Gabe Woodward

Personal information
- Full name: Gabriel Thomas Woodward
- Nickname: "Gabe"
- National team: United States
- Born: July 6, 1979 (age 47) Bakersfield, California, U.S.
- Occupations: Investment Counselor Swim Coach
- Height: 6 ft 2 in (188 cm)
- Weight: 183 lb (83 kg)
- Spouse: Staci
- Children: 4

Sport
- Sport: Swimming
- Strokes: Freestyle
- Club: Canyon Aquatics Club, Valencia, CA Irvine Novaquatics Bakersfield Swim Club (BSC)
- College team: University of Southern California ('01)
- Coach: Mark Schubert (USC) Bruce Patmos (Canyon Aquatics) Dave Salo (Novaquatics) Keith Moore (Bakersfield SC)

Medal record
Men's swimming
Representing the United States
Olympic Games
| Bronze medal – third place | 2004 Athens | 4x100 m freestyle |
Pan American Games
| Silver medal – second place | 2007 Rio de Janeiro | 4x100 m freestyle |
| Bronze medal – third place | 2007 Rio de Janeiro | 100 m freestyle |
Summer Universiade
| Bronze medal – third place | 1999 Palma d Mallorca | 4x100 m freestyle |

= Gabe Woodward =

American swimmer (born 1979)

Gabriel Thomas Woodward (born July 6, 1979) is an American former competition swimmer who competed for the University of Southern California, and won a bronze medal swimming for the United States in the 4x100 meter freestyle relay at the 2004 Athens Olympics.

== Early life and High School ==
Woodward was born July 6, 1979 in Bakersfield, California, to Thomas and Constance Woodward and attended Stockdale High School, graduating around 1997. Perhaps destined to select swimming as a sport, Gabe's father Tom was a former swimmer for USC and both of his brothers started swim training at an early age. Swimming for Stockdale High, Gabe was a Central Section titlist in both the 200 and 50 freestyle events in his Senior year, making him a qualifier for All American honors. Woodward won the 50-yard freestyle on May 17, 1997 at the Central Section Championships with a time of 20.88. At Stockdale High School, he was a Champion in the Central Section a total of three times, in his signature event, the 200-yard freestyle. In 1997, when he won the 50 freestyle event at the Central Section Championships in his Senior year, he became the first swimming competitor in Bakersfield in a ten year period to achieve a qualifying time that allowed him to attend the National meet.

== University of Southern California ==

USC Coach M. Schubert

Enrolling around the Fall of 1997, Woodward was a 2001 Graduate of the University of Southern California where he received a Bachelor of Arts Degree in Social Sciences, and trained and competed with USC's Men's swim team under Hall of Fame Coach Mark Schubert. While at USC, he earned NCAA All-American honors three times, and was a four-time recipient of All America honors. During his years as a collegiate student-athlete, Gabe was a medalist at the 1999 World University Games in the 4x100 free relay, and later would serve as the 2001 Team Co-Captain for the USC Trojans Swim Team.

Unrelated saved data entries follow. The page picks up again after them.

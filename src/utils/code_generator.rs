//! Deterministic short code derivation.
//!
//! A short code is a pure function of `(long_url, owner_id)`: SHA-256 over
//! the concatenation, first 16 hex characters of the digest parsed as a
//! base-16 integer, re-encoded in base-36, fixed at [`CODE_LENGTH`]
//! characters. Shortening the same URL twice for the same owner therefore
//! yields the same code without touching the database, while two owners
//! shortening the same URL get distinct codes.
//!
//! Determinism also means the generator cannot resolve collisions itself;
//! callers must check global uniqueness of the result before inserting
//! (see `LinkService`).

use sha2::{Digest, Sha256};

/// Fixed output length in base-36 digits. 36^6 ≈ 2.2 × 10^9 codes.
pub const CODE_LENGTH: usize = 6;

/// Number of leading hex digits of the digest folded into the code.
/// 16 hex digits = 64 bits, the widest prefix that fits a `u64`.
const HEX_PREFIX_LEN: usize = 16;

const BASE36_ALPHABET: &[u8; 36] = b"0123456789abcdefghijklmnopqrstuvwxyz";

/// Derives the short code for a `(long_url, owner_id)` pair.
///
/// The caller is expected to pass an already validated, normalized URL;
/// this function never fails and never mutates state, so it is safe to
/// call speculatively.
pub fn generate_code(long_url: &str, owner_id: i64) -> String {
    let mut hasher = Sha256::new();
    hasher.update(long_url.as_bytes());
    hasher.update(owner_id.to_string().as_bytes());
    let digest = hex::encode(hasher.finalize());

    // 16 hex chars always parse: the slice is lowercase hex by construction.
    let prefix = u64::from_str_radix(&digest[..HEX_PREFIX_LEN], 16)
        .expect("hex digest prefix is valid base-16");

    let encoded = encode_base36(prefix);

    // Keep the most significant digits; left-pad small values with '0'
    // so the output length is always CODE_LENGTH.
    if encoded.len() >= CODE_LENGTH {
        encoded[..CODE_LENGTH].to_string()
    } else {
        format!("{:0>width$}", encoded, width = CODE_LENGTH)
    }
}

/// Encodes a `u64` in lowercase base-36, most significant digit first.
fn encode_base36(mut value: u64) -> String {
    if value == 0 {
        return "0".to_string();
    }

    let mut digits = Vec::with_capacity(13);
    while value > 0 {
        digits.push(BASE36_ALPHABET[(value % 36) as usize]);
        value /= 36;
    }
    digits.reverse();

    String::from_utf8(digits).expect("base-36 alphabet is ASCII")
}
//! URL validation and normalization.
//!
//! Long URLs are normalized before hashing or storage so that equivalent
//! spellings of the same destination dedupe to a single link (and a single
//! short code, since the code is derived from the normalized form).

use url::Url;

/// Errors that can occur during URL normalization.
#[derive(Debug, thiserror::Error)]
pub enum UrlNormalizationError {
    #[error("Invalid URL format: {0}")]
    InvalidFormat(String),

    #[error("Only HTTP and HTTPS protocols are allowed")]
    UnsupportedProtocol,

    #[error("Failed to normalize URL: {0}")]
    NormalizationFailed(String),
}

/// Normalizes a URL to a canonical form.
///
/// Rules: http/https only, hostname lowercased, default ports (80/443)
/// stripped, fragment removed, path and query preserved as given.
///
/// Rejects dangerous schemes (`javascript:`, `data:`, `file:`, ...) and
/// anything `Url::parse` cannot handle, including the empty string.
pub fn normalize_url(input: &str) -> Result<String, UrlNormalizationError> {
    let mut url =
        Url::parse(input).map_err(|e| UrlNormalizationError::InvalidFormat(e.to_string()))?;

    match url.scheme() {
        "http" | "https" => {}
        _ => return Err(UrlNormalizationError::UnsupportedProtocol),
    }

    if let Some(host) = url.host_str() {
        let host_lowercase = host.to_ascii_lowercase();
        url.set_host(Some(&host_lowercase)).map_err(|_| {
            UrlNormalizationError::NormalizationFailed("Failed to set normalized host".to_string())
        })?;
    }

    url.set_fragment(None);

    let is_default_port = matches!(
        (url.scheme(), url.port()),
        ("http", Some(80)) | ("https", Some(443))
    );
    if is_default_port {
        url.set_port(None).map_err(|_| {
            UrlNormalizationError::NormalizationFailed("Failed to remove default port".to_string())
        })?;
    }

    Ok(url.to_string())
}

#[cfg(test)]
mod tests {
    use super::*;

    #[test]
    fn test_normalize_simple_https() {
        assert_eq!(
            normalize_url("https://example.com").unwrap(),
            "https://example.com/"
        );
    }

    #[test]
    fn test_normalize_uppercase_host() {
        assert_eq!(
            normalize_url("https://EXAMPLE.COM/Path").unwrap(),
            "https://example.com/Path"
        );
    }

    #[test]
    fn test_normalize_remove_default_ports() {
        assert_eq!(
            normalize_url("http://example.com:80/x").unwrap(),
            "http://example.com/x"
        );
        assert_eq!(
            normalize_url("https://example.com:443/x").unwrap(),
            "https://example.com/x"
        );
    }

    #[test]
    fn test_normalize_keep_custom_port() {
        assert_eq!(
            normalize_url("http://example.com:8080/x").unwrap(),
            "http://example.com:8080/x"
        );
    }

    #[test]
    fn test_normalize_remove_fragment() {
        assert_eq!(
            normalize_url("https://example.com/page?key=value#section").unwrap(),
            "https://example.com/page?key=value"
        );
    }

    #[test]
    fn test_normalize_preserve_query_params() {
        assert_eq!(
            normalize_url("https://example.com/search?q=rust&lang=en").unwrap(),
            "https://example.com/search?q=rust&lang=en"
        );
    }

    #[test]
    fn test_empty_string_is_invalid() {
        assert!(matches!(
            normalize_url("").unwrap_err(),
            UrlNormalizationError::InvalidFormat(_)
        ));
    }

    #[test]
    fn test_missing_scheme_is_invalid() {
        assert!(matches!(
            normalize_url("example.com").unwrap_err(),
            UrlNormalizationError::InvalidFormat(_)
        ));
    }

    #[test]
    fn test_dangerous_schemes_rejected() {
        for input in [
            "javascript:alert('xss')",
            "data:text/plain,Hello",
            "file:///etc/passwd",
            "ftp://example.com/file.txt",
        ] {
            assert!(matches!(
                normalize_url(input).unwrap_err(),
                UrlNormalizationError::UnsupportedProtocol
            ));
        }
    }
}
//! In-memory implementation of all repositories.
//!
//! Backs the integration test suite and local experiments: no external
//! services, same observable semantics as the PostgreSQL backend. One
//! `MemoryStore` implements all three repository traits so that link
//! deletion can cascade to metric buckets the way the database foreign key
//! does.
//!
//! Concurrency: the bucket map mutex is held across the whole
//! read-modify-write in [`record_visit`](MetricsRepository::record_visit),
//! which is the per-row-lock variant of the upsert contract. Locks are
//! never held across `.await` points.

use async_trait::async_trait;
use chrono::{DateTime, Utc};
use serde_json::json;
use std::collections::HashMap;
use std::sync::Mutex;
use std::sync::atomic::{AtomicI64, Ordering};

use crate::domain::entities::{
    Link, LinkTotals, MetricBucket, NewLink, Owner, estimate_unique_visitors,
};
use crate::domain::repositories::{LinkRepository, MetricsRepository, OwnerRepository};
use crate::error::AppError;

struct OwnerRecord {
    owner: Owner,
    token_hash: String,
}

/// Shared in-memory store implementing every repository trait.
#[derive(Default)]
pub struct MemoryStore {
    links: Mutex<Vec<Link>>,
    buckets: Mutex<HashMap<(i64, DateTime<Utc>), MetricBucket>>,
    owners: Mutex<Vec<OwnerRecord>>,
    next_id: AtomicI64,
}

impl MemoryStore {
    pub fn new() -> Self {
        Self::default()
    }

    fn next_id(&self) -> i64 {
        self.next_id.fetch_add(1, Ordering::Relaxed) + 1
    }
}

#[async_trait]
impl LinkRepository for MemoryStore {
    async fn create(&self, new_link: NewLink) -> Result<Link, AppError> {
        let mut links = self.links.lock().expect("links lock poisoned");

        // Same (owner, URL) pair: idempotent, hand back the winner.
        if let Some(existing) = links
            .iter()
            .find(|l| l.owner_id == new_link.owner_id && l.long_url == new_link.long_url)
        {
            return Ok(existing.clone());
        }

        if links.iter().any(|l| l.short_code == new_link.short_code) {
            return Err(AppError::collision(
                "short code already taken",
                json!({ "short_code": new_link.short_code }),
            ));
        }

        let link = Link::new(
            self.next_id(),
            new_link.short_code,
            new_link.long_url,
            new_link.owner_id,
            Utc::now(),
        );
        links.push(link.clone());

        Ok(link)
    }

    async fn find_by_code(&self, short_code: &str) -> Result<Option<Link>, AppError> {
        let links = self.links.lock().expect("links lock poisoned");
        Ok(links.iter().find(|l| l.short_code == short_code).cloned())
    }

    async fn find_by_id(&self, id: i64) -> Result<Option<Link>, AppError> {
        let links = self.links.lock().expect("links lock poisoned");
        Ok(links.iter().find(|l| l.id == id).cloned())
    }

    async fn find_by_owner_and_url(
        &self,
        owner_id: i64,
        long_url: &str,
    ) -> Result<Option<Link>, AppError> {
        let links = self.links.lock().expect("links lock poisoned");
        Ok(links
            .iter()
            .find(|l| l.owner_id == owner_id && l.long_url == long_url)
            .cloned())
    }

    async fn list_by_owner(&self, owner_id: i64) -> Result<Vec<LinkTotals>, AppError> {
        let links = self.links.lock().expect("links lock poisoned");
        let buckets = self.buckets.lock().expect("buckets lock poisoned");

        let mut totals: Vec<LinkTotals> = links
            .iter()
            .filter(|l| l.owner_id == owner_id)
            .map(|l| LinkTotals {
                link_id: l.id,
                short_code: l.short_code.clone(),
                long_url: l.long_url.clone(),
                created_at: l.created_at,
                total_visits: buckets
                    .values()
                    .filter(|b| b.link_id == l.id)
                    .map(|b| b.visit_count)
                    .sum(),
            })
            .collect();

        totals.sort_by(|a, b| b.created_at.cmp(&a.created_at));
        Ok(totals)
    }

    async fn delete(&self, id: i64, owner_id: i64) -> Result<bool, AppError> {
        let mut links = self.links.lock().expect("links lock poisoned");

        let before = links.len();
        links.retain(|l| !(l.id == id && l.owner_id == owner_id));
        if links.len() == before {
            return Ok(false);
        }

        // Cascade, mirroring the ON DELETE CASCADE foreign key.
        let mut buckets = self.buckets.lock().expect("buckets lock poisoned");
        buckets.retain(|_, b| b.link_id != id);

        Ok(true)
    }
}

#[async_trait]
impl MetricsRepository for MemoryStore {
    async fn record_visit(
        &self,
        link_id: i64,
        bucket_start: DateTime<Utc>,
    ) -> Result<(), AppError> {
        let mut buckets = self.buckets.lock().expect("buckets lock poisoned");

        match buckets.get_mut(&(link_id, bucket_start)) {
            Some(bucket) => {
                bucket.visit_count += 1;
                bucket.unique_visitor_estimate = estimate_unique_visitors(bucket.visit_count);
            }
            None => {
                let bucket = MetricBucket {
                    id: self.next_id(),
                    link_id,
                    bucket_start,
                    visit_count: 1,
                    unique_visitor_estimate: estimate_unique_visitors(1),
                    created_at: Utc::now(),
                };
                buckets.insert((link_id, bucket_start), bucket);
            }
        }

        Ok(())
    }

    async fn list_buckets(
        &self,
        link_id: i64,
        from: Option<DateTime<Utc>>,
        to: Option<DateTime<Utc>>,
    ) -> Result<Vec<MetricBucket>, AppError> {
        let buckets = self.buckets.lock().expect("buckets lock poisoned");

        let mut matching: Vec<MetricBucket> = buckets
            .values()
            .filter(|b| b.link_id == link_id)
            .filter(|b| from.is_none_or(|f| b.bucket_start >= f))
            .filter(|b| to.is_none_or(|t| b.bucket_start < t))
            .cloned()
            .collect();

        matching.sort_by_key(|b| b.bucket_start);
        Ok(matching)
    }

    async fn total_visits(&self, link_id: i64) -> Result<i64, AppError> {
        let buckets = self.buckets.lock().expect("buckets lock poisoned");
        Ok(buckets
            .values()
            .filter(|b| b.link_id == link_id)
            .map(|b| b.visit_count)
            .sum())
    }
}

#[async_trait]
impl OwnerRepository for MemoryStore {
    async fn find_by_token_hash(&self, token_hash: &str) -> Result<Option<Owner>, AppError> {
        let owners = self.owners.lock().expect("owners lock poisoned");
        Ok(owners
            .iter()
            .find(|r| r.token_hash == token_hash && !r.owner.revoked)
            .map(|r| r.owner.clone()))
    }

    async fn register(&self, name: &str, token_hash: &str) -> Result<Owner, AppError> {
        let mut owners = self.owners.lock().expect("owners lock poisoned");

        if owners.iter().any(|r| r.token_hash == token_hash) {
            return Err(AppError::store("token hash already registered", json!({})));
        }

        let owner = Owner {
            id: self.next_id(),
            name: name.to_string(),
            revoked: false,
            created_at: Utc::now(),
            last_used_at: None,
        };
        owners.push(OwnerRecord {
            owner: owner.clone(),
            token_hash: token_hash.to_string(),
        });

        Ok(owner)
    }

    async fn touch_last_used(&self, token_hash: &str) -> Result<(), AppError> {
        let mut owners = self.owners.lock().expect("owners lock poisoned");
        if let Some(record) = owners.iter_mut().find(|r| r.token_hash == token_hash) {
            record.owner.last_used_at = Some(Utc::now());
        }
        Ok(())
    }

    async fn revoke(&self, name: &str) -> Result<bool, AppError> {
        let mut owners = self.owners.lock().expect("owners lock poisoned");

        let mut revoked_any = false;
        for record in owners.iter_mut().filter(|r| r.owner.name == name) {
            if !record.owner.revoked {
                record.owner.revoked = true;
                revoked_any = true;
            }
        }

        Ok(revoked_any)
    }

    async fn list(&self) -> Result<Vec<Owner>, AppError> {
        let owners = self.owners.lock().expect("owners lock poisoned");
        let mut all: Vec<Owner> = owners.iter().map(|r| r.owner.clone()).collect();
        all.sort_by(|a, b| b.created_at.cmp(&a.created_at));
        Ok(all)
    }
}
//! Repository trait for short link data access.

use crate::domain::entities::{Link, LinkTotals, NewLink};
use crate::error::AppError;
use async_trait::async_trait;

/// Repository interface for managing short links.
///
/// # Implementations
///
/// - [`crate::infrastructure::persistence::PgLinkRepository`] - PostgreSQL implementation
/// - [`crate::infrastructure::persistence::MemoryStore`] - in-memory implementation
/// - Test mocks available with `cfg(test)`
#[cfg_attr(test, mockall::automock)]
#[async_trait]
pub trait LinkRepository: Send + Sync {
    /// Creates a new short link.
    ///
    /// # Errors
    ///
    /// Returns [`AppError::Collision`] if the short code is already taken
    /// (the `UNIQUE(short_code)` constraint backstops the caller's
    /// pre-insert check under racing creators).
    /// Returns [`AppError::Store`] on other database errors.
    async fn create(&self, new_link: NewLink) -> Result<Link, AppError>;

    /// Finds a link by its short code, across all owners.
    ///
    /// The short code space does not partition by owner, so redirect
    /// resolution and collision checks both look up globally.
    async fn find_by_code(&self, short_code: &str) -> Result<Option<Link>, AppError>;

    /// Finds a link by id, regardless of owner.
    async fn find_by_id(&self, id: i64) -> Result<Option<Link>, AppError>;

    /// Finds an owner's link for an already-normalized long URL.
    ///
    /// Used for idempotent re-shortening: if the pair exists, the caller
    /// returns the existing row instead of inserting a duplicate.
    async fn find_by_owner_and_url(
        &self,
        owner_id: i64,
        long_url: &str,
    ) -> Result<Option<Link>, AppError>;

    /// Lists an owner's links newest-first, each with its lifetime visit total.
    async fn list_by_owner(&self, owner_id: i64) -> Result<Vec<LinkTotals>, AppError>;

    /// Hard-deletes a link if it belongs to `owner_id`.
    ///
    /// Metric buckets cascade at the storage layer. Returns `Ok(false)` when
    /// no matching row exists (unknown id or different owner).
    async fn delete(&self, id: i64, owner_id: i64) -> Result<bool, AppError>;
}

After graduating USC in 2001, Woodward came to The Master's University in Santa Clarita, California to pursue a course of study in Biblical Counseling. While at Master's U., he trained under swim Coach Bruce Patmos at the nearby Canyons Aquatic Club in Valencia, and began to see improvement in his swimming. He experienced a noteworthy recovery from his collegiate injury of a pinched nerve in his shoulder. For a time in college, Woodward had very limited use of his arm and shoulder as a result of the injury. After training with Patmos, Woodward trained with the highly competitive Irvine Novaquatics Club by 2003 where he swam under Head Coach Dave Salo. Salo coached at Novaquatics from around 1990-2003. In May 2004, swimming for the Irvine Novaquatics, Woodward placed third in the 100 freestyle with a time of 50.55 at the Grand Challenge Invitational in Los Angeles. His training with Patmos and Salo led him to a sixth place finish in his event at the U.S. Olympic trials and a place on the 2004 U.S. Athens Olympic team.

==2004 Athens Olympics==
A high point in Woodward's competitive career came in 2004 at the Olympic Games in Athens, Greece as a member of the U.S. 4x100 Free Relay team that earned a Bronze Medal with a combined time of 3:13.17. South African lead off swimmer Roland Shoeman opened a lead that was never relinquished, and the Netherlands team placed second for the bronze, only one second behind the South Africans. Years later, he served as the U.S. Team Co-Captain at the 2007 Pan Am Games where he was a silver medalist in the 4x100 Free Relay and a bronze medalist in the 100 Freestyle.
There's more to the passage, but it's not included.